*Records for this exercise:*
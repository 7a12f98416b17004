//! HTTP model-server backend for every model-backed port.
//!
//! Images travel as base64 PNG inside JSON bodies.

use std::io::Cursor;
use std::time::Duration;

use anyhow::{bail, Context, Result};
use base64::engine::general_purpose;
use base64::Engine;
use candle_core::Device;
use idgen_core::imaging::BgrImage;
use idgen_core::{
    ConditionExtractor, ConfigurationError, ControlInput, DepthEstimator, DepthMap,
    DiffusionPipeline, FaceAnalyzer, FaceRecord, GenerationCall, Generator, SafetyClassifier,
};
use image::{DynamicImage, ImageFormat, RgbImage};
use serde::de::DeserializeOwned;
use serde::{Deserialize, Serialize};
use tracing::debug;

/// Default request timeout in seconds.
pub const DEFAULT_TIMEOUT_SECS: u64 = 300;

#[derive(Serialize)]
struct FacesRequest {
    image: String,
    det_size: [u32; 2],
}

#[derive(Deserialize)]
struct FacesResponse {
    faces: Vec<FaceRecord>,
}

#[derive(Serialize, Deserialize)]
struct ImagePayload {
    image: String,
}

#[derive(Deserialize)]
struct DepthResponse {
    width: u32,
    height: u32,
    values: Vec<f32>,
}

/// ControlNet inputs; single mode carries scalars, multi mode parallel lists.
#[derive(Debug, Serialize, PartialEq)]
#[serde(tag = "mode", rename_all = "snake_case")]
enum ControlPayload {
    Single {
        model: &'static str,
        image: String,
        scale: f32,
    },
    Multi {
        models: Vec<&'static str>,
        images: Vec<String>,
        scales: Vec<f32>,
    },
}

#[derive(Serialize)]
struct LatentsPayload {
    shape: Vec<usize>,
    data: Vec<f32>,
}

#[derive(Serialize)]
struct GenerateRequest<'a> {
    prompt: &'a str,
    negative_prompt: &'a str,
    image_embeds: &'a [f32],
    control: ControlPayload,
    ip_adapter_scale: f32,
    num_inference_steps: u32,
    guidance_scale: f32,
    width: u32,
    height: u32,
    seed: u32,
    latents: LatentsPayload,
}

#[derive(Serialize)]
struct SafetyRequest {
    images: Vec<String>,
}

#[derive(Deserialize)]
struct SafetyResponse {
    has_nsfw_concepts: Vec<bool>,
}

/// Client for a model server exposing `/v1/faces`, `/v1/pose`, `/v1/depth`,
/// `/v1/generate` and `/v1/safety`.
#[derive(Debug, Clone)]
pub struct HttpBackend {
    base_url: String,
    client: reqwest::blocking::Client,
}

impl HttpBackend {
    /// Creates a backend for the server at `url`.
    ///
    /// # Errors
    ///
    /// Returns [`ConfigurationError::InvalidBackendUrl`] if `url` is not an
    /// http(s) URL or the client cannot be built.
    pub fn new(url: &str, timeout: Duration) -> Result<Self, ConfigurationError> {
        let invalid = |reason: String| ConfigurationError::InvalidBackendUrl {
            url: url.to_string(),
            reason,
        };

        let parsed = reqwest::Url::parse(url).map_err(|e| invalid(e.to_string()))?;
        if !matches!(parsed.scheme(), "http" | "https") {
            return Err(invalid(format!("unsupported scheme '{}'", parsed.scheme())));
        }

        let client = reqwest::blocking::Client::builder()
            .timeout(timeout)
            .build()
            .map_err(|e| invalid(e.to_string()))?;

        Ok(Self {
            base_url: url.trim_end_matches('/').to_string(),
            client,
        })
    }

    /// The server base URL, without a trailing slash.
    #[must_use]
    pub fn base_url(&self) -> &str {
        &self.base_url
    }

    fn post<B: Serialize, R: DeserializeOwned>(&self, endpoint: &str, body: &B) -> Result<R> {
        let url = format!("{}{endpoint}", self.base_url);
        debug!("POST {url}");

        let response = self
            .client
            .post(&url)
            .json(body)
            .send()
            .with_context(|| format!("Request to {url} failed"))?;

        let status = response.status();
        if !status.is_success() {
            let text = response.text().unwrap_or_default();
            bail!("{endpoint} returned {status}: {text}");
        }

        response
            .json()
            .with_context(|| format!("Invalid response from {endpoint}"))
    }
}

impl FaceAnalyzer for HttpBackend {
    fn detect(&self, image: &BgrImage, det_size: (u32, u32)) -> Result<Vec<FaceRecord>> {
        // Channels stay in BGR order inside the PNG.
        let raw = RgbImage::from_raw(image.width(), image.height(), image.as_bytes().to_vec())
            .context("BGR buffer does not match its dimensions")?;
        let request = FacesRequest {
            image: encode_png(&DynamicImage::ImageRgb8(raw))?,
            det_size: [det_size.0, det_size.1],
        };
        let response: FacesResponse = self.post("/v1/faces", &request)?;
        debug!("Backend found {} faces", response.faces.len());
        Ok(response.faces)
    }
}

impl ConditionExtractor for HttpBackend {
    fn name(&self) -> &'static str {
        "pose"
    }

    fn extract(&self, image: &DynamicImage) -> Result<DynamicImage> {
        let request = ImagePayload {
            image: encode_png(image)?,
        };
        let response: ImagePayload = self.post("/v1/pose", &request)?;
        decode_png(&response.image)
    }
}

impl DepthEstimator for HttpBackend {
    fn estimate(&self, image: &DynamicImage) -> Result<DepthMap> {
        let request = ImagePayload {
            image: encode_png(image)?,
        };
        let response: DepthResponse = self.post("/v1/depth", &request)?;
        Ok(DepthMap {
            width: response.width,
            height: response.height,
            values: response.values,
        })
    }
}

impl DiffusionPipeline for HttpBackend {
    fn generate(&self, call: &GenerationCall<'_>, generator: &mut Generator) -> Result<DynamicImage> {
        let latents = generator
            .latents(call.width, call.height, &Device::Cpu)
            .context("Failed to sample initial latents")?;
        let latents = LatentsPayload {
            shape: latents.dims().to_vec(),
            data: latents.flatten_all()?.to_vec1::<f32>()?,
        };

        let request = GenerateRequest {
            prompt: call.prompt,
            negative_prompt: call.negative_prompt,
            image_embeds: call.image_embeds,
            control: control_payload(call.control)?,
            ip_adapter_scale: call.ip_adapter_scale,
            num_inference_steps: call.num_inference_steps,
            guidance_scale: call.guidance_scale,
            width: call.width,
            height: call.height,
            seed: generator.seed(),
            latents,
        };
        let response: ImagePayload = self.post("/v1/generate", &request)?;
        decode_png(&response.image)
    }
}

impl SafetyClassifier for HttpBackend {
    fn check(&self, images: &[DynamicImage]) -> Result<Vec<bool>> {
        let request = SafetyRequest {
            images: images.iter().map(encode_png).collect::<Result<_>>()?,
        };
        let response: SafetyResponse = self.post("/v1/safety", &request)?;
        Ok(response.has_nsfw_concepts)
    }
}

fn control_payload(control: &ControlInput) -> Result<ControlPayload> {
    Ok(match control {
        ControlInput::Single {
            model,
            image,
            scale,
        } => ControlPayload::Single {
            model: *model,
            image: encode_png(image)?,
            scale: *scale,
        },
        ControlInput::Multi {
            models,
            images,
            scales,
        } => ControlPayload::Multi {
            models: models.clone(),
            images: images.iter().map(encode_png).collect::<Result<_>>()?,
            scales: scales.clone(),
        },
    })
}

/// Encodes `image` as base64 PNG.
fn encode_png(image: &DynamicImage) -> Result<String> {
    let mut buf = Vec::new();
    image
        .write_to(&mut Cursor::new(&mut buf), ImageFormat::Png)
        .context("Failed to encode PNG")?;
    Ok(general_purpose::STANDARD.encode(buf))
}

/// Decodes a base64 PNG (or any format `image` sniffs) to RGB.
fn decode_png(data: &str) -> Result<DynamicImage> {
    let bytes = general_purpose::STANDARD
        .decode(data)
        .context("Image payload is not valid base64")?;
    let image = image::load_from_memory(&bytes).context("Failed to decode image payload")?;
    Ok(DynamicImage::ImageRgb8(image.to_rgb8()))
}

*Task directions:* Write out each line of the data that holds the string "SafetyResponse".

*Solution for this task:*
struct SafetyResponse {
        let response: SafetyResponse = self.post("/v1/safety", &request)?;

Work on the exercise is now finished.